Akram Zaatari (Saida, Libano, 1966) vive e lavora a Beirut. Autore di fotografie, video, video-installazioni, performance presentate nei più importanti musei internazionali (a luglio di quest’anno si è inaugurata una sua mostra al MoMA di New York, ha inoltre rappresentato il Libano in occasione della LV Biennale di Venezia, 2013), Zaatari esplora con il suo lavoro la condizione del Libano nel dopoguerra, interessandosi in particolare di questioni legate alla “mediazione” televisiva del conflitto e alla circolazione e produzione di immagini nel Medio Oriente.
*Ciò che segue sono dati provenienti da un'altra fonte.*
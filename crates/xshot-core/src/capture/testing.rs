//! In-memory display server for unit tests.

use super::{
    ByteOrder, CaptureError, DisplayConnection, NO_WINDOW, PixelFormat, PointerEvent, RawFrame,
    Region, TreeNode, WindowId,
};
use std::cell::RefCell;
use std::collections::{HashMap, VecDeque};

/// Requests that change server state, in the order they were made.
#[derive(Debug, Clone, PartialEq, Eq)]
pub(crate) enum Call {
    GrabPointer,
    UngrabPointer,
    GrabServer,
    UngrabServer,
    Draw(Region),
    Flush,
}

pub(crate) struct FakeConnection {
    pub root: WindowId,
    focus: Option<WindowId>,
    parents: HashMap<WindowId, WindowId>,
    geometries: HashMap<WindowId, Region>,
    /// 0x00RRGGBB value every read returns.
    fill: u32,
    grab_fails: bool,
    events: RefCell<VecDeque<PointerEvent>>,
    calls: RefCell<Vec<Call>>,
    reads: RefCell<Vec<(WindowId, Region)>>,
}

impl FakeConnection {
    /// A 64x48 screen with root window 1 and nothing else.
    pub fn new() -> Self {
        let root = 1;
        Self {
            root,
            focus: None,
            parents: HashMap::new(),
            geometries: HashMap::from([(root, Region::new(0, 0, 64, 48))]),
            fill: 0,
            grab_fails: false,
            events: RefCell::new(VecDeque::new()),
            calls: RefCell::new(Vec::new()),
            reads: RefCell::new(Vec::new()),
        }
    }

    pub fn with_window(mut self, id: WindowId, parent: WindowId, geometry: Region) -> Self {
        self.parents.insert(id, parent);
        self.geometries.insert(id, geometry);
        self
    }

    pub fn with_focus(mut self, id: WindowId) -> Self {
        self.focus = Some(id);
        self
    }

    pub fn with_fill(mut self, rgb: u32) -> Self {
        self.fill = rgb;
        self
    }

    pub fn with_events(self, events: impl IntoIterator<Item = PointerEvent>) -> Self {
        self.events.borrow_mut().extend(events);
        self
    }

    pub fn with_failing_grab(mut self) -> Self {
        self.grab_fails = true;
        self
    }

    pub fn calls(&self) -> Vec<Call> {
        self.calls.borrow().clone()
    }

    pub fn draws(&self) -> Vec<Region> {
        self.calls
            .borrow()
            .iter()
            .filter_map(|call| match call {
                Call::Draw(rect) => Some(*rect),
                _ => None,
            })
            .collect()
    }

    pub fn reads(&self) -> Vec<(WindowId, Region)> {
        self.reads.borrow().clone()
    }

    fn record(&self, call: Call) {
        self.calls.borrow_mut().push(call);
    }
}

impl DisplayConnection for FakeConnection {
    fn root(&self) -> WindowId {
        self.root
    }

    fn pixel_format(&self) -> PixelFormat {
        PixelFormat {
            bits_per_pixel: 32,
            red_mask: 0xff0000,
            green_mask: 0x00ff00,
            blue_mask: 0x0000ff,
            byte_order: ByteOrder::LsbFirst,
        }
    }

    fn geometry(&self, window: WindowId) -> Result<Region, CaptureError> {
        self.geometries
            .get(&window)
            .copied()
            .ok_or_else(|| CaptureError::WindowQuery(format!("BadWindow {window:#x}")))
    }

    fn query_tree(&self, window: WindowId) -> Result<TreeNode, CaptureError> {
        if window == self.root {
            return Ok(TreeNode {
                root: self.root,
                parent: NO_WINDOW,
            });
        }
        self.parents
            .get(&window)
            .map(|&parent| TreeNode {
                root: self.root,
                parent,
            })
            .ok_or_else(|| CaptureError::WindowQuery(format!("BadWindow {window:#x}")))
    }

    fn input_focus(&self) -> Result<Option<WindowId>, CaptureError> {
        Ok(self.focus)
    }

    fn read_pixels(&self, window: WindowId, area: Region) -> Result<RawFrame, CaptureError> {
        self.reads.borrow_mut().push((window, area));
        let pixels = area.width as usize * area.height as usize;
        Ok(RawFrame {
            width: area.width,
            height: area.height,
            stride: area.width as usize * 4,
            format: self.pixel_format(),
            data: self.fill.to_le_bytes().repeat(pixels),
        })
    }

    fn grab_pointer(&self) -> Result<(), CaptureError> {
        self.record(Call::GrabPointer);
        if self.grab_fails {
            return Err(CaptureError::PointerGrab("AlreadyGrabbed".to_string()));
        }
        Ok(())
    }

    fn ungrab_pointer(&self) -> Result<(), CaptureError> {
        self.record(Call::UngrabPointer);
        Ok(())
    }

    fn grab_server(&self) -> Result<(), CaptureError> {
        self.record(Call::GrabServer);
        Ok(())
    }

    fn ungrab_server(&self) -> Result<(), CaptureError> {
        self.record(Call::UngrabServer);
        Ok(())
    }

    fn draw_feedback(&self, rect: Region) -> Result<(), CaptureError> {
        self.record(Call::Draw(rect));
        Ok(())
    }

    fn flush(&self) -> Result<(), CaptureError> {
        self.record(Call::Flush);
        Ok(())
    }

    fn next_pointer_event(&self) -> Result<PointerEvent, CaptureError> {
        self.events
            .borrow_mut()
            .pop_front()
            .ok_or_else(|| CaptureError::X11("connection closed".to_string()))
    }
}
use super::frame::padded_stride;
use super::{
    ByteOrder, CaptureError, DisplayConnection, PixelFormat, Point, PointerEvent, RawFrame, Region,
    TreeNode, WindowId,
};
use x11rb::connection::Connection;
use x11rb::protocol::Event;
use x11rb::protocol::xproto::*;
use x11rb::rust_connection::RustConnection;

/// `PointerRoot`, as reported in GetInputFocus replies.
const POINTER_ROOT: Window = 1;

/// Connection to the X server named by `$DISPLAY`.
pub struct X11Connection {
    conn: RustConnection,
    screen_num: usize,
    /// XOR graphics context for the selection outline.
    feedback_gc: Gcontext,
}

impl X11Connection {
    pub fn connect() -> Result<Self, CaptureError> {
        let (conn, screen_num) =
            RustConnection::connect(None).map_err(|e| CaptureError::Connect(e.to_string()))?;
        let screen = &conn.setup().roots[screen_num];

        let feedback_gc = conn
            .generate_id()
            .map_err(|e| CaptureError::X11(format!("generate_id failed: {e}")))?;
        let values = CreateGCAux::new()
            .function(GX::XOR)
            .foreground(screen.white_pixel)
            .background(screen.black_pixel)
            .subwindow_mode(SubwindowMode::INCLUDE_INFERIORS);
        conn.create_gc(feedback_gc, screen.root, &values)
            .map_err(|e| CaptureError::X11(format!("create_gc failed: {e}")))?;

        log::debug!(
            "connected to screen {screen_num}: root {:#x}, {}x{}, depth {}",
            screen.root,
            screen.width_in_pixels,
            screen.height_in_pixels,
            screen.root_depth
        );

        Ok(Self {
            conn,
            screen_num,
            feedback_gc,
        })
    }

    fn screen(&self) -> &Screen {
        &self.conn.setup().roots[self.screen_num]
    }

    fn pixmap_format(&self, depth: u8) -> Result<&Format, CaptureError> {
        self.conn
            .setup()
            .pixmap_formats
            .iter()
            .find(|f| f.depth == depth)
            .ok_or_else(|| CaptureError::Capture(format!("no pixmap format for depth {depth}")))
    }

    fn visual_type(&self, visual: Visualid) -> Option<&Visualtype> {
        self.screen()
            .allowed_depths
            .iter()
            .flat_map(|d| &d.visuals)
            .find(|v| v.visual_id == visual)
    }

    fn byte_order(&self) -> ByteOrder {
        if self.conn.setup().image_byte_order == ImageOrder::MSB_FIRST {
            ByteOrder::MsbFirst
        } else {
            ByteOrder::LsbFirst
        }
    }

    /// Layout of an image of `depth` bits using `visual`. Images of windows
    /// without their own visual fall back to the root visual.
    fn format_for(&self, visual: Visualid, depth: u8) -> Result<PixelFormat, CaptureError> {
        let visual = if visual == x11rb::NONE {
            self.screen().root_visual
        } else {
            visual
        };
        let visual_type = self
            .visual_type(visual)
            .ok_or_else(|| CaptureError::Capture(format!("unknown visual {visual:#x}")))?;
        Ok(PixelFormat {
            bits_per_pixel: self.pixmap_format(depth)?.bits_per_pixel,
            red_mask: visual_type.red_mask,
            green_mask: visual_type.green_mask,
            blue_mask: visual_type.blue_mask,
            byte_order: self.byte_order(),
        })
    }
}

impl Drop for X11Connection {
    fn drop(&mut self) {
        let _ = self.conn.free_gc(self.feedback_gc);
        let _ = self.conn.flush();
    }
}

fn coord(value: i32) -> Result<i16, CaptureError> {
    i16::try_from(value)
        .map_err(|_| CaptureError::Capture(format!("coordinate {value} is out of range")))
}

fn extent(value: u32) -> Result<u16, CaptureError> {
    u16::try_from(value)
        .map_err(|_| CaptureError::Capture(format!("size {value} is out of range")))
}

/// Outlines are cosmetic, so out-of-range values are clamped.
fn to_rectangle(rect: Region) -> Rectangle {
    Rectangle {
        x: rect.x.clamp(i16::MIN.into(), i16::MAX.into()) as i16,
        y: rect.y.clamp(i16::MIN.into(), i16::MAX.into()) as i16,
        width: rect.width.min(u16::MAX.into()) as u16,
        height: rect.height.min(u16::MAX.into()) as u16,
    }
}

fn root_point(x: i16, y: i16) -> Point {
    Point::new(x.into(), y.into())
}

impl DisplayConnection for X11Connection {
    fn root(&self) -> WindowId {
        self.screen().root
    }

    fn pixel_format(&self) -> PixelFormat {
        let screen = self.screen();
        self.format_for(screen.root_visual, screen.root_depth)
            .unwrap_or(PixelFormat {
                bits_per_pixel: 32,
                red_mask: 0xff0000,
                green_mask: 0x00ff00,
                blue_mask: 0x0000ff,
                byte_order: self.byte_order(),
            })
    }

    fn geometry(&self, window: WindowId) -> Result<Region, CaptureError> {
        let geo = self
            .conn
            .get_geometry(window)
            .map_err(|e| CaptureError::WindowQuery(format!("get_geometry failed: {e}")))?
            .reply()
            .map_err(|e| CaptureError::WindowQuery(format!("get_geometry reply failed: {e}")))?;
        Ok(Region::new(
            geo.x.into(),
            geo.y.into(),
            geo.width.into(),
            geo.height.into(),
        ))
    }

    fn query_tree(&self, window: WindowId) -> Result<TreeNode, CaptureError> {
        let tree = self
            .conn
            .query_tree(window)
            .map_err(|e| CaptureError::WindowQuery(format!("query_tree failed: {e}")))?
            .reply()
            .map_err(|e| CaptureError::WindowQuery(format!("query_tree reply failed: {e}")))?;
        Ok(TreeNode {
            root: tree.root,
            parent: tree.parent,
        })
    }

    fn input_focus(&self) -> Result<Option<WindowId>, CaptureError> {
        let focus = self
            .conn
            .get_input_focus()
            .map_err(|e| CaptureError::WindowQuery(format!("get_input_focus failed: {e}")))?
            .reply()
            .map_err(|e| CaptureError::WindowQuery(format!("get_input_focus reply failed: {e}")))?
            .focus;
        if focus == x11rb::NONE || focus == POINTER_ROOT {
            return Ok(None);
        }
        Ok(Some(focus))
    }

    fn read_pixels(&self, window: WindowId, area: Region) -> Result<RawFrame, CaptureError> {
        let reply = self
            .conn
            .get_image(
                ImageFormat::Z_PIXMAP,
                window,
                coord(area.x)?,
                coord(area.y)?,
                extent(area.width)?,
                extent(area.height)?,
                !0,
            )
            .map_err(|e| CaptureError::Capture(format!("get_image failed: {e}")))?
            .reply()
            .map_err(|e| CaptureError::Capture(format!("get_image reply failed: {e}")))?;

        let format = self.format_for(reply.visual, reply.depth)?;
        let scanline_pad = self.pixmap_format(reply.depth)?.scanline_pad;
        log::debug!(
            "get_image: depth {}, {} bpp, masks {:#x}/{:#x}/{:#x}",
            reply.depth,
            format.bits_per_pixel,
            format.red_mask,
            format.green_mask,
            format.blue_mask
        );

        Ok(RawFrame {
            width: area.width,
            height: area.height,
            stride: padded_stride(area.width, format.bits_per_pixel, scanline_pad),
            format,
            data: reply.data,
        })
    }

    fn grab_pointer(&self) -> Result<(), CaptureError> {
        let reply = self
            .conn
            .grab_pointer(
                false,
                self.root(),
                EventMask::BUTTON_MOTION | EventMask::BUTTON_PRESS | EventMask::BUTTON_RELEASE,
                GrabMode::ASYNC,
                GrabMode::ASYNC,
                x11rb::NONE,
                x11rb::NONE,
                x11rb::CURRENT_TIME,
            )
            .map_err(|e| CaptureError::PointerGrab(format!("grab_pointer failed: {e}")))?
            .reply()
            .map_err(|e| CaptureError::PointerGrab(format!("grab_pointer reply failed: {e}")))?;
        if reply.status != GrabStatus::SUCCESS {
            return Err(CaptureError::PointerGrab(format!("{:?}", reply.status)));
        }
        Ok(())
    }

    fn ungrab_pointer(&self) -> Result<(), CaptureError> {
        self.conn
            .ungrab_pointer(x11rb::CURRENT_TIME)
            .map_err(|e| CaptureError::X11(format!("ungrab_pointer failed: {e}")))?;
        Ok(())
    }

    fn grab_server(&self) -> Result<(), CaptureError> {
        self.conn
            .grab_server()
            .map_err(|e| CaptureError::X11(format!("grab_server failed: {e}")))?;
        Ok(())
    }

    fn ungrab_server(&self) -> Result<(), CaptureError> {
        self.conn
            .ungrab_server()
            .map_err(|e| CaptureError::X11(format!("ungrab_server failed: {e}")))?;
        Ok(())
    }

    fn draw_feedback(&self, rect: Region) -> Result<(), CaptureError> {
        self.conn
            .poly_rectangle(self.root(), self.feedback_gc, &[to_rectangle(rect)])
            .map_err(|e| CaptureError::X11(format!("poly_rectangle failed: {e}")))?;
        Ok(())
    }

    fn flush(&self) -> Result<(), CaptureError> {
        self.conn
            .flush()
            .map_err(|e| CaptureError::X11(format!("flush failed: {e}")))
    }

    fn next_pointer_event(&self) -> Result<PointerEvent, CaptureError> {
        loop {
            let event = self
                .conn
                .wait_for_event()
                .map_err(|e| CaptureError::X11(format!("wait_for_event failed: {e}")))?;
            match event {
                Event::ButtonPress(e) => {
                    return Ok(PointerEvent::Press(root_point(e.root_x, e.root_y)));
                }
                Event::MotionNotify(e) => {
                    return Ok(PointerEvent::Motion(root_point(e.root_x, e.root_y)));
                }
                Event::ButtonRelease(e) => {
                    return Ok(PointerEvent::Release(root_point(e.root_x, e.root_y)));
                }
                Event::Error(e) => log::warn!("X11 error during selection: {e:?}"),
                _ => {}
            }
        }
    }
}

#[cfg(test)]
mod tests {
    use super::*;

    #[test]
    fn outlines_clamp_to_protocol_range() {
        let rect = to_rectangle(Region::new(-40_000, 10, 70_000, 5));
        assert_eq!((rect.x, rect.y), (i16::MIN, 10));
        assert_eq!((rect.width, rect.height), (u16::MAX, 5));
    }

    #[test]
    fn oversized_reads_are_rejected() {
        assert!(coord(40_000).is_err());
        assert!(extent(70_000).is_err());
        assert_eq!(coord(-5).unwrap(), -5);
        assert_eq!(extent(1920).unwrap(), 1920);
    }
}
Zaatari colleziona, esamina e ricontestualizza un ampio spettro di documenti – da nastri magnetici a fotografie a video trovati su YouTube – interrogandosi sul rapporto tra pratica fotografica e relazioni sociali, nonché sul ruolo svolto da tale pratica nella costruzione e nella trasmissione della memoria. È co-fondatore dell’Arab Image Foundation, organizzazione no-profit nata a Beirut nel 1997 per preservare, archiviare e studiare le fotografie provenienti dal Nord Africa, dal Medio Oriente e dalla diaspora araba.